Yeah… pirate jokes don’t work so well when the same ARG is used in too many places. The same goes for command snippets.
Summary Note: This article got longer than I intended, so here is a summary of the important points.
1. When using multiple Command Objects in a single mechanical session, the ARG variables initialized in earlier scripts are still active in later snippets if the ARG values for that snippet are not filled in the details window. Don’t assume the ARG values are zero, unless you set them to zero.
2. Output arguments are evaluated at the end of the MAPDL run. If the same variable name is used in multiple command objects, all the snippets will show the same output value, which is the value of that variable at the end of the solution process.
Now you can keep reading if you’re bored, or curious, or just confused.
Up until a few days ago, I was under the impression that each command snippet that was added to a Workbench Mechanical had it’s own set of ‘ARG’ variables, like MAPDL does for macros, since each one has a details window with it’s own set of ARG Variables. Well, they don’t.
When you hit the ‘Solve’ button in Mechanical, it builds one large input file that it sends to MAPDL. This input file contains all the nodes and elements, loads and supports. It also contains any command snippets that you have in the model. All command snippets are run in the main namespace. ARGS from one snippet carry over to another.
As an example I set up a small command snippet with the details from the above picture. It uses two arguments, ARG1 and ARG2. Below shows exactly what get added to the overall input file.

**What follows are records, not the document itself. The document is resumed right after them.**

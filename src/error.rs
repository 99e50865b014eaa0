//! Error types for the qwintus SDK.
//!
//! This module defines the error type system for everything that can go
//! wrong when talking to the Qwen bridge server.

use std::error;
use std::fmt;
use std::io;
use std::sync::Arc;

/// The main error type for the qwintus SDK.
#[derive(Clone, Debug)]
pub enum Error {
    /// The bridge answered with a non-2xx HTTP status.
    Api {
        /// HTTP status code.
        status_code: u16,
        /// Human-readable error message.
        message: String,
    },

    /// The bridge answered 2xx but the payload carried `status: "error"`.
    Backend {
        /// Human-readable error message from the payload.
        message: String,
    },

    /// Connection error.
    Connection {
        /// Human-readable error message.
        message: String,
        /// Underlying cause.
        source: Option<Arc<dyn error::Error + Send + Sync>>,
    },

    /// Request timeout.
    Timeout {
        /// Human-readable error message.
        message: String,
        /// Duration of the timeout in seconds.
        duration: Option<f64>,
    },

    /// HTTP client error.
    HttpClient {
        /// Human-readable error message.
        message: String,
        /// The underlying error.
        source: Option<Arc<dyn error::Error + Send + Sync>>,
    },

    /// Error during JSON serialization or deserialization.
    Serialization {
        /// Human-readable error message.
        message: String,
        /// The underlying error.
        source: Option<Arc<dyn error::Error + Send + Sync>>,
    },

    /// I/O error.
    Io {
        /// Human-readable error message.
        message: String,
        /// The underlying error.
        source: Arc<io::Error>,
    },

    /// Error during validation of request parameters.
    Validation {
        /// Human-readable error message.
        message: String,
        /// Parameter that failed validation.
        param: Option<String>,
    },

    /// A URL parsing or manipulation error.
    Url {
        /// Human-readable error message.
        message: String,
        /// The underlying error.
        source: Option<url::ParseError>,
    },

    /// Unknown error.
    Unknown {
        /// Human-readable error message.
        message: String,
    },
}

impl Error {
    /// Creates a new API error.
    pub fn api(status_code: u16, message: impl Into<String>) -> Self {
        Error::Api {
            status_code,
            message: message.into(),
        }
    }

    /// Creates a new backend error.
    pub fn backend(message: impl Into<String>) -> Self {
        Error::Backend {
            message: message.into(),
        }
    }

    /// Creates a new connection error.
    pub fn connection(
        message: impl Into<String>,
        source: Option<Box<dyn error::Error + Send + Sync>>,
    ) -> Self {
        Error::Connection {
            message: message.into(),
            source: source.map(Arc::from),
        }
    }

    /// Creates a new timeout error.
    pub fn timeout(message: impl Into<String>, duration: Option<f64>) -> Self {
        Error::Timeout {
            message: message.into(),
            duration,
        }
    }

    /// Creates a new HTTP client error.
    pub fn http_client(
        message: impl Into<String>,
        source: Option<Box<dyn error::Error + Send + Sync>>,
    ) -> Self {
        Error::HttpClient {
            message: message.into(),
            source: source.map(Arc::from),
        }
    }

    /// Creates a new serialization error.
    pub fn serialization(
        message: impl Into<String>,
        source: Option<Box<dyn error::Error + Send + Sync>>,
    ) -> Self {
        Error::Serialization {
            message: message.into(),
            source: source.map(Arc::from),
        }
    }

    /// Creates a new I/O error.
    pub fn io(message: impl Into<String>, source: io::Error) -> Self {
        Error::Io {
            message: message.into(),
            source: Arc::new(source),
        }
    }

    /// Creates a new validation error.
    pub fn validation(message: impl Into<String>, param: Option<String>) -> Self {
        Error::Validation {
            message: message.into(),
            param,
        }
    }

    /// Creates a new URL error.
    pub fn url(message: impl Into<String>, source: Option<url::ParseError>) -> Self {
        Error::Url {
            message: message.into(),
            source,
        }
    }

    /// Creates a new unknown error.
    pub fn unknown(message: impl Into<String>) -> Self {
        Error::Unknown {
            message: message.into(),
        }
    }

    /// Returns true if this error came from a non-2xx HTTP response.
    pub fn is_api(&self) -> bool {
        matches!(self, Error::Api { .. })
    }

    /// Returns true if this error is an application-level bridge error.
    pub fn is_backend(&self) -> bool {
        matches!(self, Error::Backend { .. })
    }

    /// Returns true if this error is a connection error.
    pub fn is_connection(&self) -> bool {
        matches!(self, Error::Connection { .. })
    }

    /// Returns true if this error is a timeout.
    pub fn is_timeout(&self) -> bool {
        matches!(self, Error::Timeout { .. })
    }

    /// Returns true if this error is a validation error.
    pub fn is_validation(&self) -> bool {
        matches!(self, Error::Validation { .. })
    }

    /// Returns the status code associated with this error, if any.
    pub fn status_code(&self) -> Option<u16> {
        match self {
            Error::Api { status_code, .. } => Some(*status_code),
            _ => None,
        }
    }
}

impl fmt::Display for Error {
    fn fmt(&self, f: &mut fmt::Formatter<'_>) -> fmt::Result {
        match self {
            Error::Api {
                status_code,
                message,
            } => {
                write!(f, "API error (HTTP {status_code}): {message}")
            }
            Error::Backend { message } => {
                write!(f, "Bridge error: {message}")
            }
            Error::Connection { message, .. } => {
                write!(f, "Connection error: {message}")
            }
            Error::Timeout { message, duration } => {
                if let Some(duration) = duration {
                    write!(f, "Timeout error: {message} ({duration} seconds)")
                } else {
                    write!(f, "Timeout error: {message}")
                }
            }
            Error::HttpClient { message, .. } => {
                write!(f, "HTTP client error: {message}")
            }
            Error::Serialization { message, .. } => {
                write!(f, "Serialization error: {message}")
            }
            Error::Io { message, .. } => {
                write!(f, "I/O error: {message}")
            }
            Error::Validation { message, param } => {
                if let Some(param) = param {
                    write!(f, "Validation error: {message} (parameter: {param})")
                } else {
                    write!(f, "Validation error: {message}")
                }
            }
            Error::Url { message, .. } => {
                write!(f, "URL error: {message}")
            }
            Error::Unknown { message } => {
                write!(f, "Unknown error: {message}")
            }
        }
    }
}

impl error::Error for Error {
    fn source(&self) -> Option<&(dyn error::Error + 'static)> {
        match self {
            Error::Connection { source, .. } => source
                .as_ref()
                .map(|e| e.as_ref() as &(dyn error::Error + 'static)),
            Error::HttpClient { source, .. } => source
                .as_ref()
                .map(|e| e.as_ref() as &(dyn error::Error + 'static)),
            Error::Serialization { source, .. } => source
                .as_ref()
                .map(|e| e.as_ref() as &(dyn error::Error + 'static)),
            Error::Io { source, .. } => Some(source),
            Error::Url { source, .. } => {
                source.as_ref().map(|e| e as &(dyn error::Error + 'static))
            }
            _ => None,
        }
    }
}

impl From<io::Error> for Error {
    fn from(err: io::Error) -> Self {
        Error::io(err.to_string(), err)
    }
}

impl From<serde_json::Error> for Error {
    fn from(err: serde_json::Error) -> Self {
        Error::serialization(format!("JSON error: {err}"), Some(Box::new(err)))
    }
}

impl From<url::ParseError> for Error {
    fn from(err: url::ParseError) -> Self {
        Error::url(format!("URL parse error: {err}"), Some(err))
    }
}

/// A specialized Result type for qwintus operations.
pub type Result<T> = std::result::Result<T, Error>;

The first two lines are added by Workbench to initialize the variables. All looks good and works fine, until I add another command snippet. This one is even simpler and just stores the ARG variable to defined variables that Workbench will then read back to the details window, which is discussed below.
As you can see below, the ARG1 and ARG2 variables are left blank, but the two output variables match what was set in the previous command snippet. This is because the*SET commands that Workbench adds, are only added when the details window has values given. So ARG1 and ARG2 are never overwritten from the previous command snippet. The way to avoid the overlapping of input variables is to fill in the Input Arguments with zeros whenever using multiple command snippets.
Which brings up another point, about output variables. As many of you know, but some may not, each command snippet has a “Parameter Search Prefix”, which is set to “my_” by default. This allows Mechanical to search through your snippet and find any variables that you define that start with “MY_”. In the example above, the output variables are MY_ARG1 and MY_ARG2. (Remember that MAPDL stores all variable in uppercase.) The values of these variables are then pulled out of the MAPDL database and shown in the details window for that command snippet. The values are taken at the end of the solution phase, and not at the time they are defined. So this means that if two or more command objects use the same output variable names, whatever value the last command object set for the variables, that is going to be the same value read back in and displayed for all of the command objects using that variable. The best way to avoid this is to use different output variable names in each command object.
Since I already gave you the good points in the summary, I won’t restate them here. I will just add that command objects are great for adding functionality to your Workbench Mechanical runs. Just be cautious ARGS when using multiple objects. (Or pirate jokes, for that matter.)